Arrest in Delancey Street, where police fear one suspect may have swallowed drugs
Arrest in Delancey Street, where police fear one suspect may have swallowed drugs
Police: ‘We’ll keep targetting dealers’

Picture exclusive: Police in class A drug busts across the borough

A DOZEN alleged crack and heroin dealers were arrested as undercover police targeted Camden Town’s class A drugs market.
Suspected dealers were arrested in Camden Town, Mornington Crescent and the West End as weeks of surveillance of the class A drugs scene culminated in busts across the borough over several days. Ten people had been charged with dealing offences last night (Wednesday).

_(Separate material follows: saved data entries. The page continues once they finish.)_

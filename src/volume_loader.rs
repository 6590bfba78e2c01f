use crate::error::{ConversionError, Result};
use crate::slice::DicomSlice;

use rayon::prelude::*;
use std::fs::File;
use std::io::Read;
use std::path::{Path, PathBuf};
use tracing::{debug, warn};
use walkdir::WalkDir;

const PREAMBLE_LENGTH: usize = 128;
const MAGIC: &[u8; 4] = b"DICM";

/// Whether `path` starts with the DICOM Part 10 preamble and `DICM` magic.
pub fn is_dicom_file(path: &Path) -> bool {
    let mut header = [0u8; PREAMBLE_LENGTH + 4];
    File::open(path)
        .and_then(|mut file| file.read_exact(&mut header))
        .is_ok_and(|()| &header[PREAMBLE_LENGTH..] == MAGIC)
}

pub struct VolumeLoader;

impl VolumeLoader {
    /// Load every DICOM file below `path` as a slice
    ///
    /// # Arguments
    ///
    /// * `path` - Directory that is searched recursively
    ///
    /// # Errors
    ///
    /// Returns [`ConversionError::NoDicomFilesFound`] when no readable file
    /// carries the DICOM magic
    pub fn load_from_directory(path: impl AsRef<Path>) -> Result<Vec<DicomSlice>> {
        let paths = Self::find_dicom_files(path)?;
        Self::load_from_file_paths(&paths)
    }

    /// Paths of all DICOM files below `path`, sorted
    pub fn find_dicom_files(path: impl AsRef<Path>) -> Result<Vec<PathBuf>> {
        let mut paths = Vec::new();
        for entry in WalkDir::new(path.as_ref()).follow_links(true) {
            let entry = entry.map_err(|e| ConversionError::Io(e.into()))?;
            if entry.file_type().is_file() && is_dicom_file(entry.path()) {
                paths.push(entry.into_path());
            }
        }
        paths.sort();
        debug!(count = paths.len(), dir = %path.as_ref().display(), "found DICOM files");
        Ok(paths)
    }

    /// Parse the given files in parallel
    ///
    /// Files that fail to parse are skipped with a warning. The result keeps
    /// the order of `paths`.
    pub fn load_from_file_paths(paths: &[impl AsRef<Path> + Sync]) -> Result<Vec<DicomSlice>> {
        let slices: Vec<DicomSlice> = paths
            .par_iter()
            .filter_map(|path| match DicomSlice::open(path.as_ref()) {
                Ok(slice) => Some(slice),
                Err(e) => {
                    warn!("Skipping unreadable file {}: {}", path.as_ref().display(), e);
                    None
                }
            })
            .collect();

        if slices.is_empty() {
            return Err(ConversionError::NoDicomFilesFound);
        }
        Ok(slices)
    }
}

#[cfg(test)]
mod tests {
    use super::*;
    use crate::test_support::axial_stack;
    use std::fs;

    #[test]
    fn finds_dicom_files_recursively() {
        let dir = tempfile::tempdir().unwrap();
        fs::create_dir(dir.path().join("nested")).unwrap();
        for (i, slice) in axial_stack(3, 2, 1.0).iter().enumerate() {
            let target = if i == 0 {
                dir.path().join("nested").join("0.dcm")
            } else {
                dir.path().join(format!("{}", i))
            };
            slice.object().write_to_file(&target).unwrap();
        }
        fs::write(dir.path().join("notes.txt"), "not dicom").unwrap();

        let paths = VolumeLoader::find_dicom_files(dir.path()).unwrap();
        assert_eq!(paths.len(), 3);
        let slices = VolumeLoader::load_from_directory(dir.path()).unwrap();
        assert_eq!(slices.len(), 3);
        assert!(slices.iter().all(|s| s.rows().unwrap() == 2));
    }

    #[test]
    fn empty_directory_has_no_dicom_files() {
        let dir = tempfile::tempdir().unwrap();
        fs::write(dir.path().join("short"), "DICM").unwrap();
        let error = VolumeLoader::load_from_directory(dir.path()).unwrap_err();
        assert_eq!(error.code(), "NO_DICOM_FILES_FOUND");
    }
}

Two men arrested in Delancey Street, Camden Town, on Friday night are thought to be “serious players” by detectives, who also suspect that dealers may have deliberately recruited residents of homeless hostels in King’s Cross and the West End as dispensable “runners”, paying them up to £200 a day in cash and drugs to supply to queues of users who alerted by phone.
When police arrested one such suspect on Thursday morning, she had just been watched making an alleged deal in Harrington Square Gardens, Mornington Crescent.
The swoop followed 20 arrests made last October by Camden CID as part of Operation Nardus, a council-backed scheme to rein in dealers in Camden’s drugs “frontline”, between Mornington Crescent and Chalk Farm, and brings the total number of alleged dealers arrested by undercover police in Camden over the past year to nearly 50.
Detectives deny that the new arrests show a vacuum being constantly filled and point to the fact that some of those targeted have been dealing in Camden Town for several years.
“This is not a new supply of people,” said Detective Sergeant Sean Tuckey, who runs the operation.
“This operation shows that those dealers who may have evaded us last summer have not escaped us.
We’ll just keep hitting them.”
The borough’s commander, Chief Supt Dominic Clout, was blunt about the operations at a meeting with residents on Monday night. Chief Supt Clout said: “It costs a lot of money, costs a lot of resources, and takes a lot of time and effort.
“It is never ending and we all know these drug dealers slowly, slowly come back.
“But the message we are sending is, frankly: ‘Go somewhere else’.”